Are You Overwhelmed by Grief?
- Does the loss of a loved one seem like too much to bear?
- Are you concerned about “doing the right thing” for someone who has died or is terminally ill?
- Maybe grief has taken you by surprise, and you feel helpless, angry or ill-equipped to cope?
- Perhaps you have been diagnosed with a life-threatening or terminal illness and you are feeling uncertain and afraid.
- Perhaps the exhaustion associated with grief is making it difficult to get out of bed, concentrate and complete the tasks of the day.
- Do you wish you could slow down and catch your breath—if even just for a moment—and learn to how to cope, and relieve stress and sadness in effective ways?
Dealing with grief can be a lonely, confusing and disorienting experience that limits your ability to see positive possibilities for the future. After the memorials are over and friends and family return to normal life, you may be left with immeasurable sadness. The loss of a loved one, coping with a terminal illness, or providing care to someone can be devastating. You may feel helpless, hopeless, and deeply sad, making it hard to connect with others or complete routine daily tasks. Relationships at home, among friends, and productivity at work may suffer, leading you to feel guilty or ashamed. You may desperately want to feel better, but nothing you have tried seems to lead to sustainable results.
We All Experience Grief
If you are grieving, you are not alone. Every year, eight million people in the United States suffer through the death of someone in their immediate family. Of this group, 800,000 are widows and widowers. Although at some point everyone experiences grief and loss, there are few resources available to assist the grieving. Bereaved people often feel isolated with their feelings - afraid of burdening friends or loved ones with their grief.
Many people are overwhelmed by the intensity of the sadness, loss, and despair. Many wonder if this is a normal experience, and are concerned about doing “the right thing.” Although everyone experiences grief stages differently, I can assure you this process is normal. You may be surrounded by loving, well-meaning people who don't understand what you’re going through. You want to share your deeply intimate experience with grief, but your loved ones are afraid to talk about it, don’t know how to respond or are in denial. You might just want to be treated as a normal human being, but people seem to have forgotten how to do that. Likewise, if someone close to you is dying, it can be difficult to find the right words, offer consoling gestures and navigate your own intense feelings.
If you’re struggling to find people you feel comfortable talking to about your grief and loss, grief counseling can help. With the help of a qualified bereavement counselor, you can work through difficult thoughts and feelings.
Grief Counseling and Psychotherapy Can Help you Cope and Move Forward
Grief therapy and psychotherapy can guide you on your journey of dealing with death and grief. If you find that well-meaning friends and loved ones seem uncomfortable during this heartbreaking time, I’m here to provide a safe and open space for you to express your grief. Together and at a pace that works for you, we can find a path to relief that allows you to regain your footing, move through the grief stages, and go on with your life. My bereavement counseling services include support for the terminally ill, guidance about how to deal with fear, loss of a loved one, or the shock of a life-threatening diagnosis. I also offer relationship advice to help you to honor yourself and loved ones during this transition.
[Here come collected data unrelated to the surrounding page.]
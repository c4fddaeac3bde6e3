//! Configuration management.
//!
//! Startup configuration comes from CLI flags with an optional TOML config
//! file underneath. Precedence per field: CLI flag, then config file, then
//! default. The cache directory has no default; it must come from one of
//! the two sources.

use serde::Deserialize;
use std::path::{Path, PathBuf};

use crate::{Error, Result};

/// Default bind host.
pub const DEFAULT_HOST: &str = "127.0.0.1";

/// Default bind port.
pub const DEFAULT_PORT: u16 = 3000;

/// Log output format.
#[derive(Debug, Clone, Copy, PartialEq, Eq, Default)]
pub enum LogFormat {
    /// Human-readable text output.
    #[default]
    Text,
    /// JSON lines, one event per line.
    Json,
}

impl LogFormat {
    /// Parses a format string, defaulting to text.
    #[must_use]
    pub fn parse(s: &str) -> Self {
        match s.to_lowercase().as_str() {
            "json" => Self::Json,
            _ => Self::Text,
        }
    }
}

/// Resolved configuration for the stockroom server.
#[derive(Debug, Clone)]
pub struct ServerConfig {
    /// Bind host.
    pub host: String,
    /// Bind port.
    pub port: u16,
    /// Directory holding the snapshot file and photo files. Created at
    /// startup if absent; failure to create it is fatal.
    pub cache_dir: PathBuf,
    /// Log output format.
    pub log_format: LogFormat,
}

impl ServerConfig {
    /// Resolves the configuration from CLI-provided values over an
    /// optional config file.
    ///
    /// # Errors
    ///
    /// Returns `InvalidInput` when the cache directory is given by neither
    /// source, and `OperationFailed` when the config file cannot be read
    /// or parsed.
    pub fn resolve(
        cli: CliOverrides,
        config_path: Option<&Path>,
    ) -> Result<Self> {
        let file = match config_path {
            Some(path) => ConfigFile::load(path)?,
            None => ConfigFile::default(),
        };

        let cache_dir = cli
            .cache_dir
            .or_else(|| file.cache_dir.map(PathBuf::from))
            .ok_or_else(|| {
                Error::InvalidInput(
                    "cache directory is required (pass --cache or set cache_dir in the config file)"
                        .to_string(),
                )
            })?;

        Ok(Self {
            host: cli
                .host
                .or(file.host)
                .unwrap_or_else(|| DEFAULT_HOST.to_string()),
            port: cli.port.or(file.port).unwrap_or(DEFAULT_PORT),
            cache_dir,
            log_format: cli
                .log_format
                .or_else(|| file.log.and_then(|l| l.format).as_deref().map(LogFormat::parse))
                .unwrap_or_default(),
        })
    }

    /// Returns the address the server binds to.
    #[must_use]
    pub fn bind_addr(&self) -> String {
        format!("{}:{}", self.host, self.port)
    }
}

/// Per-field values taken from the command line, each optional.
#[derive(Debug, Clone, Default)]
pub struct CliOverrides {
    /// Bind host, if passed.
    pub host: Option<String>,
    /// Bind port, if passed.
    pub port: Option<u16>,
    /// Cache directory, if passed.
    pub cache_dir: Option<PathBuf>,
    /// Log format, if passed.
    pub log_format: Option<LogFormat>,
}

/// Configuration file structure (for TOML parsing).
#[derive(Debug, Deserialize, Default)]
pub struct ConfigFile {
    /// Bind host.
    pub host: Option<String>,
    /// Bind port.
    pub port: Option<u16>,
    /// Cache directory.
    pub cache_dir: Option<String>,
    /// Logging section.
    pub log: Option<ConfigFileLog>,
}

/// Logging section in the config file.
#[derive(Debug, Deserialize, Default)]
pub struct ConfigFileLog {
    /// Output format: "text" or "json".
    pub format: Option<String>,
}

impl ConfigFile {
    /// Loads and parses a TOML config file.
    ///
    /// # Errors
    ///
    /// Returns `OperationFailed` when the file cannot be read or parsed.
    /// Unlike the snapshot loader, a broken config file is fatal: silently
    /// ignoring it would bind the wrong address or cache directory.
    pub fn load(path: &Path) -> Result<Self> {
        let raw = std::fs::read_to_string(path)
            .map_err(|e| Error::operation("read_config", e))?;
        toml::from_str(&raw).map_err(|e| Error::operation("parse_config", e))
    }
}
During therapy sessions, I use mainstream techniques and mindfulness practices to help you get through the initial intensity of grief and find a path back to balance. My intention is not to help you “get over it” or forget about the past. Instead, I intend to honor your experiences and teach you effective coping strategies to help you manage the feelings of loss and find a way back to a good life again.
As a trained hospice and grief counselor, I’ve helped many people through these difficult times. I’ve been a grief counselor since 1992. Coping with death is a difficult process. I’ve been there. This is a time when many people need additional guidance and support. I seek to understand your unique experience with grief and loss and provide tailor-made techniques and tools you can use and carry with you throughout your life. With the support and guidance of an experienced grief counselor, you can break free of the emotional turmoil and live a more balanced, connected and fulfilling life.
You may still have questions or concerns about bereavement therapy…
I don’t have time; I just want to get back to my life.
It’s true that many of us have busy lives. However, the death of a loved one or caring for someone with a terminal illness can be major disruption to your life. And, many find that getting back to “normal” life doesn’t relieve the overwhelming distraction of grief.
Grief counseling can help you manage the pain and develop tools to manage your life, even as you still mourn the loss of your loved one. There’s no shame in reaching out for help when you need it. You deserve the support, and I’m here to offer it to you.
I’m not sure I can talk about this. It’s too painful.
It’s normal to find death and grief literally too painful to talk about. However, if this is the case, reaching for help is the best thing you can do. Unprocessed grief can surface down the road in unexpected ways and even create health problems. I know bereavement counseling may feel like diving into a deep pool of your pain. You cannot go around the grief; you have to go through it. If you don’t process your pain, it may catch up to you later.
Lots of people experience grief and loss. Do I really need help?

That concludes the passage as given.